== Segment start ==

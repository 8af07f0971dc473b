//! Trading-day date strings per exchange convention.
//!
//! TWSE endpoints take `YYYYMMDD`, TPEx takes ROC-calendar `yyy/mm/dd`
//! (Gregorian year minus 1911) and the concentration site takes
//! `YYYY-MM-DD`. Weekends are never trading days and yield `None`; market
//! holidays surface later as empty fetch results, not here.

use chrono::{Datelike, NaiveDate};

use super::{add_days, is_weekend, taipei_today};

/// Date-format convention of a scrape source.
#[derive(Debug, Clone, Copy, PartialEq, Eq)]
pub enum DateFormat {
    /// `YYYYMMDD`
    Twse,
    /// ROC calendar, `yyy/mm/dd`
    Tpex,
    /// `YYYY-MM-DD`
    Concentration,
}

impl DateFormat {
    fn render(&self, date: NaiveDate) -> String {
        match self {
            DateFormat::Twse => date.format("%Y%m%d").to_string(),
            DateFormat::Tpex => format!(
                "{}/{:02}/{:02}",
                date.year() - 1911,
                date.month(),
                date.day()
            ),
            DateFormat::Concentration => date.format("%Y-%m-%d").to_string(),
        }
    }
}

/// Date string for `offset` days relative to today in Taipei, or `None` when
/// the target falls on a weekend.
pub fn date_from_offset(offset: i64, format: DateFormat) -> Option<String> {
    date_from_offset_at(taipei_today(), offset, format)
}

/// Anchored variant of [`date_from_offset`]; orchestrators pass an explicit
/// anchor so batches (and tests) are deterministic over a date range.
pub fn date_from_offset_at(anchor: NaiveDate, offset: i64, format: DateFormat) -> Option<String> {
    let target = add_days(anchor, offset);
    if is_weekend(target) {
        return None;
    }
    Some(format.render(target))
}

/// Collapse any convention back to the compact `YYYYMMDD` form used by
/// persistence lookups (e.g. backfill-candidate queries).
pub fn compact_date(input: &str) -> String {
    if let Some((year, rest)) = input.split_once('/') {
        // ROC calendar
        let year: i32 = year.parse().unwrap_or(0);
        return format!("{}{}", year + 1911, rest.replace('/', ""));
    }
    input.replace('-', "")
}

== Segment end ==

Transcribe all of the material exactly as it appears.

#### Your response
repository 8af07f0971dc473b
//! Trading-day date strings per exchange convention.
//!
//! TWSE endpoints take `YYYYMMDD`, TPEx takes ROC-calendar `yyy/mm/dd`
//! (Gregorian year minus 1911) and the concentration site takes
//! `YYYY-MM-DD`. Weekends are never trading days and yield `None`; market
//! holidays surface later as empty fetch results, not here.

use chrono::{Datelike, NaiveDate};

use super::{add_days, is_weekend, taipei_today};

/// Date-format convention of a scrape source.
#[derive(Debug, Clone, Copy, PartialEq, Eq)]
pub enum DateFormat {
    /// `YYYYMMDD`
    Twse,
    /// ROC calendar, `yyy/mm/dd`
    Tpex,
    /// `YYYY-MM-DD`
    Concentration,
}

impl DateFormat {
    fn render(&self, date: NaiveDate) -> String {
        match self {
            DateFormat::Twse => date.format("%Y%m%d").to_string(),
            DateFormat::Tpex => format!(
                "{}/{:02}/{:02}",
                date.year() - 1911,
                date.month(),
                date.day()
            ),
            DateFormat::Concentration => date.format("%Y-%m-%d").to_string(),
        }
    }
}

/// Date string for `offset` days relative to today in Taipei, or `None` when
/// the target falls on a weekend.
pub fn date_from_offset(offset: i64, format: DateFormat) -> Option<String> {
    date_from_offset_at(taipei_today(), offset, format)
}

/// Anchored variant of [`date_from_offset`]; orchestrators pass an explicit
/// anchor so batches (and tests) are deterministic over a date range.
pub fn date_from_offset_at(anchor: NaiveDate, offset: i64, format: DateFormat) -> Option<String> {
    let target = add_days(anchor, offset);
    if is_weekend(target) {
        return None;
    }
    Some(format.render(target))
}

/// Collapse any convention back to the compact `YYYYMMDD` form used by
/// persistence lookups (e.g. backfill-candidate queries).
pub fn compact_date(input: &str) -> String {
    if let Some((year, rest)) = input.split_once('/') {
        // ROC calendar
        let year: i32 = year.parse().unwrap_or(0);
        return format!("{}{}", year + 1911, rest.replace('/', ""));
    }
    input.replace('-', "")
}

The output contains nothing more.